Apresentar descontroles emocionais, irritação, desorganização e fazer birras ao serem impedidas de realizar o ritual, segundo a pediatra da SBP, indicam algum transtorno do neurodesenvolvimento que precisa ser identificado para que se aplique o tratamento precoce adequado.

Já os tiques são movimentos motores de um grupo muscular que são controlados pela vontade da pessoa. Não são involuntários, mas, segundo os especialistas, são irresistíveis, porque não é possível segurar a vontade de fazê-lo. Pode ser piscar os olhos, enrugar o nariz, fazer bico, mexer com o ombro, entre outros.

"Na maioria das vezes, crianças que apresentam tiques são ansiosas", ressalta Alves.

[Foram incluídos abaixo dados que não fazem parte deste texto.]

// crates/mm_cli/src/args.rs
//
// Offline CLI argument surface.
// - No networked paths (reject any scheme:// like http/https/file)
// - Required: --snapshot, --candidate; optional --params (defaults otherwise)
// - Output: --out dir, --render [json|html]*
// - --validate-only loads and validates the snapshot without comparing

use std::{
    env, fs,
    path::{Path, PathBuf},
};

use clap::{ArgAction, Parser};

/// Parsed CLI arguments (raw).
#[derive(Debug, Parser, Clone)]
#[command(
    name = "mm",
    disable_help_subcommand = true,
    about = "Compare a deck against a meta snapshot, offline and deterministically"
)]
pub struct Args {
    /// MetaSnapshot JSON path.
    #[arg(long)]
    pub snapshot: PathBuf,
    /// CandidateDeck JSON path.
    #[arg(long)]
    pub candidate: PathBuf,
    /// Params JSON path (omitted keys take their defaults).
    #[arg(long)]
    pub params: Option<PathBuf>,

    /// Worker cap for per-opponent estimation (overrides params.max_workers).
    #[arg(long, value_parser = clap::value_parser!(u32).range(1..=256))]
    pub workers: Option<u32>,

    /// Output directory (default: current directory).
    #[arg(long, default_value = ".")]
    pub out: PathBuf,
    /// Renderer(s) to emit. Choose up to 2 (json, html). Omit to skip rendering.
    #[arg(long, value_parser = ["json", "html"], num_args = 0..=2)]
    pub render: Vec<String>,

    /// Validate inputs only (load + schema + snapshot checks); writes nothing.
    #[arg(long)]
    pub validate_only: bool,

    /// Only log errors.
    #[arg(long, conflicts_with = "verbose")]
    pub quiet: bool,
    /// More log output (-v info, -vv debug). RUST_LOG wins when set.
    #[arg(short, long, action = ArgAction::Count)]
    pub verbose: u8,
}

/// Flag problems clap cannot see. Messages are matched by tests.
#[derive(Debug)]
pub enum CliError {
    NonLocalPath(String),
    NotFound(String),
}

impl std::fmt::Display for CliError {
    fn fmt(&self, f: &mut std::fmt::Formatter<'_>) -> std::fmt::Result {
        match self {
            CliError::NonLocalPath(p) => write!(f, "path must be local file (no scheme): {p}"),
            CliError::NotFound(p) => write!(f, "file not found: {p}"),
        }
    }
}
impl std::error::Error for CliError {}

/// Entry point used by main.rs. clap itself exits with code 2 on bad flags.
pub fn parse_and_validate() -> Result<Args, CliError> {
    let mut args = Args::parse();
    check(&args)?;
    args.snapshot = normalize_path(&args.snapshot);
    args.candidate = normalize_path(&args.candidate);
    args.params = args.params.take().map(|p| normalize_path(&p));
    args.out = normalize_path(&args.out);
    Ok(args)
}

fn check(a: &Args) -> Result<(), CliError> {
    paths(a).try_for_each(ensure_local_path)?;
    ensure_file(&a.snapshot, "--snapshot")?;
    ensure_file(&a.candidate, "--candidate")?;
    if let Some(p) = &a.params {
        ensure_file(p, "--params")?;
    }
    Ok(())
}

/// `http:`/`https:`/`file:` prefixes and anything with `://` are refused.
fn ensure_local_path(p: &Path) -> Result<(), CliError> {
    let Some(s) = p.to_str() else { return Ok(()) };
    let lower = s.trim().to_ascii_lowercase();
    let remote = mm_io::looks_like_url_strict(&lower)
        || ["http:", "https:", "file:"].iter().any(|pre| lower.starts_with(pre));
    if remote {
        return Err(CliError::NonLocalPath(s.to_string()));
    }
    Ok(())
}

/// Every path flag, --out included.
fn paths(args: &Args) -> impl Iterator<Item = &Path> {
    [
        Some(args.snapshot.as_path()),
        Some(args.candidate.as_path()),
        args.params.as_deref(),
        Some(args.out.as_path()),
    ]
    .into_iter()
    .flatten()
}

fn ensure_file(p: &Path, flag: &'static str) -> Result<(), CliError> {
    match fs::metadata(p) {
        Ok(m) if m.is_file() => Ok(()),
        _ => Err(CliError::NotFound(format!("{flag} {}", p.display()))),
    }
}

/// Absolute form of `p`. A path that does not exist yet (a fresh --out) is
/// joined onto the working directory instead of canonicalized.
fn normalize_path(p: &Path) -> PathBuf {
    if let Ok(abs) = fs::canonicalize(p) {
        return abs;
    }
    match env::current_dir() {
        Ok(cwd) if p.is_relative() => cwd.join(p),
        _ => p.to_path_buf(),
    }
}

As naninhas —os paninhos de apego e bichinhos de pelúcia que as crianças carregam para todos os lugares—, por sua vez, são objetos de transição e não manias, como muitos consideram. "São elementos macios que representam uma segurança ao afastamento das suas figuras de vinculação, para, por exemplo, suportar ir à escola e a ausência dos pais quando saem para trabalhar", diz a pediatra.

Outros sinais simultâneos

É muito comum as crianças terem fixações mentais ou rituais temporários. "O que determina se há um quadro que necessita de avaliação profissional é a frequência do sintoma. Por exemplo, ocorrerem muitas vezes ao dia e se prolongarem ao longo de meses. As mais inseguras ou tímidas costumam apresentar manias como um comportamento de enfrentamento", afirma Borsari.

Sinais que devem preocupar os pais, de acordo com neuropsicóloga do Sabará Hospital Infantil: arrancar fios de cabelo, machucar a pele com frequência e organizar de maneira excessiva os brinquedos ou materiais escolares.

Muitas vezes, a criança possui algum transtorno e por conta dele intensifica os trejeitos. Nessa situação, não são o único sinal e estarão associados a outros. Oliveira explica que as que possuem alguma deficiência intelectual com desenvolvimentos cognitivos e emocionais mais atrasados podem manter algum costume por um tempo cronologicamente maior que outras. "No transtorno do espectro autista, o TEA, muitas estereotipias —comportamentos motores ou verbais repetidos— são confundidas com manias, levando a alguns prejuízos devido ao diagnóstico tardio."

Fontes: Ana Márcia Guimarães Alves, pediatra, vice-presidente da Sociedade Goiânia de Pediatria e membro do departamento científico de pediatria do desenvolvimento e comportamento da SBP (Sociedade Brasileira de Pediatria); Cristina Borsari, psicóloga clínica hospitalar, neuropsicóloga e coordenadora do serviço de psicologia do Sabará Hospital Infantil, em São Paulo; Narjara Chaves, pediatra com subespecialização em terapia intensiva pediátrica e coordenadora do serviço de emergência e unidade de internação pediátrica do Hospital Udi Rede D'Or, em São Luís (MA); Marcone Oliveira, pediatra com especialização em neurologia infantil e diretor clínico da Clínica Proevoluir (MG).